Annual_Premium : The amount customer needs to pay as premium in the year
PolicySalesChannel : Anonymized Code for the channel of outreaching to the customer ie. Different Agents, Over Mail, Over Phone, In Person, etc.
Vintage : Number of Days, Customer has been associated with the company
Response : 1 : Customer is interested, 0 : Customer is not interested

Summary of Project

An insurance policy is an arrangement by which a company undertakes to provide a guarantee of compensation for specified loss, damage, illness, or death in return for the payment of a specified premium. A premium is a sum of money that the customer needs to pay regularly to an insurance company for this guarantee. We were provided with ‘Health Insurance Cross Sell Prediction’ dataset to perform machine learning task, were to get insights from the independent and dependent variable of a dataset. We’ve all record and data with different Age, Driving License, Region Code, Previously Insured, Vehicle Age, Vehicle Damage, Annual Premium, Policy Sales Channel, Vintage, Response (Target variable – 1 and 0). Providing specific data analysis and prediction to done with this data.

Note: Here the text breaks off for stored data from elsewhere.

//! Synonym lookup capability.
//!
//! The lexical matcher expands unmatched words through a [`SynonymSource`].
//! Sources are injected rather than global so that tests can swap in a
//! deterministic table.  Lookups may be slow (disk, remote thesaurus), which
//! is what [`CachedSynonyms`] is for.

use std::collections::{BTreeSet, HashMap};
use std::sync::Arc;

use moka::sync::Cache;
use tracing::debug;

use crate::error::Result;

/// ISO 639-3 tag of the bot's operating language (Portuguese).
pub const PORTUGUESE: &str = "por";

/// Default number of `(language, word)` entries kept by [`CachedSynonyms`].
const DEFAULT_CACHE_CAPACITY: u64 = 4_096;

// ---------------------------------------------------------------------------
// Trait
// ---------------------------------------------------------------------------

/// Something that can answer "which words mean the same as this one".
///
/// A word with no synonyms yields an empty set, not an error.  Errors are
/// reserved for a source that could not be consulted at all.
pub trait SynonymSource: Send + Sync {
    /// Return the synonyms of `word` in `language`.
    fn synonyms(&self, word: &str, language: &str) -> Result<BTreeSet<String>>;
}

impl<S: SynonymSource + ?Sized> SynonymSource for Arc<S> {
    fn synonyms(&self, word: &str, language: &str) -> Result<BTreeSet<String>> {
        (**self).synonyms(word, language)
    }
}

impl<S: SynonymSource + ?Sized> SynonymSource for Box<S> {
    fn synonyms(&self, word: &str, language: &str) -> Result<BTreeSet<String>> {
        (**self).synonyms(word, language)
    }
}

// ---------------------------------------------------------------------------
// NoSynonyms
// ---------------------------------------------------------------------------

/// A source that knows no synonyms at all.
#[derive(Debug, Clone, Copy, Default)]
pub struct NoSynonyms;

impl SynonymSource for NoSynonyms {
    fn synonyms(&self, _word: &str, _language: &str) -> Result<BTreeSet<String>> {
        Ok(BTreeSet::new())
    }
}

// ---------------------------------------------------------------------------
// StaticSynonyms
// ---------------------------------------------------------------------------

/// An in-memory synonym table.
///
/// Words are registered in groups, the way a thesaurus synset groups lemmas:
/// every member of a group is a synonym of every other member.
#[derive(Debug, Clone, Default)]
pub struct StaticSynonyms {
    by_language: HashMap<String, HashMap<String, BTreeSet<String>>>,
}

impl StaticSynonyms {
    /// Create an empty table.
    pub fn new() -> Self {
        Self::default()
    }

    /// Register a group of mutually synonymous words for `language`.
    pub fn with_group<I, W>(mut self, language: &str, words: I) -> Self
    where
        I: IntoIterator<Item = W>,
        W: Into<String>,
    {
        self.add_group(language, words);
        self
    }

    /// Register a group of mutually synonymous words for `language`.
    pub fn add_group<I, W>(&mut self, language: &str, words: I)
    where
        I: IntoIterator<Item = W>,
        W: Into<String>,
    {
        let group: Vec<String> = words
            .into_iter()
            .map(|w| w.into().trim().to_lowercase())
            .filter(|w| !w.is_empty())
            .collect();

        let table = self.by_language.entry(language.to_string()).or_default();
        for word in &group {
            let entry = table.entry(word.clone()).or_default();
            entry.extend(group.iter().filter(|other| *other != word).cloned());
        }
    }

    /// Number of headwords known for `language`.
    pub fn len(&self, language: &str) -> usize {
        self.by_language.get(language).map_or(0, HashMap::len)
    }

    /// Whether the table has no entries for `language`.
    pub fn is_empty(&self, language: &str) -> bool {
        self.len(language) == 0
    }
}

impl SynonymSource for StaticSynonyms {
    fn synonyms(&self, word: &str, language: &str) -> Result<BTreeSet<String>> {
        Ok(self
            .by_language
            .get(language)
            .and_then(|table| table.get(word))
            .cloned()
            .unwrap_or_default())
    }
}

// ---------------------------------------------------------------------------
// CachedSynonyms
// ---------------------------------------------------------------------------

/// Memoizes another source, one cache per conversation session.
///
/// Only successful lookups are cached, so a transient failure is retried the
/// next time the word comes up.
pub struct CachedSynonyms<S> {
    inner: S,
    cache: Cache<(String, String), Arc<BTreeSet<String>>>,
}

impl<S: SynonymSource> CachedSynonyms<S> {
    /// Wrap `inner` with the default cache capacity.
    pub fn new(inner: S) -> Self {
        Self::with_capacity(inner, DEFAULT_CACHE_CAPACITY)
    }

    /// Wrap `inner`, keeping at most `capacity` entries.
    pub fn with_capacity(inner: S, capacity: u64) -> Self {
        Self {
            inner,
            cache: Cache::new(capacity),
        }
    }

    /// Access the wrapped source.
    pub fn inner(&self) -> &S {
        &self.inner
    }
}

impl<S: SynonymSource> SynonymSource for CachedSynonyms<S> {
    fn synonyms(&self, word: &str, language: &str) -> Result<BTreeSet<String>> {
        let key = (language.to_string(), word.to_string());
        if let Some(hit) = self.cache.get(&key) {
            debug!(word, language, "synonym cache hit");
            return Ok((*hit).clone());
        }

        let found = self.inner.synonyms(word, language)?;
        self.cache.insert(key, Arc::new(found.clone()));
        Ok(found)
    }
}

// ---------------------------------------------------------------------------
// Tests
// ---------------------------------------------------------------------------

As the first step, I performed data preprocessing and EDA part. The Age, Region Code and Policy Sales Channel column was an important feature to gets smaller insights from its. Extracting YoungAge, MiddleAge and OldAge from Age to create a new feature in dataset. Similarly, getting Region A, Region B and Region C from Region Code. For Policy Sales Channel I’ve got Channel A, Channel B, Channel C and Channel D. The extraction has made very easy to get useful insights. In EDA plotting heatmap for correlation, univariate and bivariate analysis, graphs and other plots to get some insights from the data.

After data preprocessing, our data was ready to fit into the models. Different model used to get optimal roc_auc score, precision, recall, f1 score and test accuracy score, models are – Logistic Regression, XGBoost Classifier model.

The third step is to do some hyperparamter tuning. Doing GridSearchCV on Logistic Regression and XGBoost Classifier part to get best roc_auc score and to shrink the coefficient and get optimal model. As per roc_auc score we find Logistic Regression as optimal model.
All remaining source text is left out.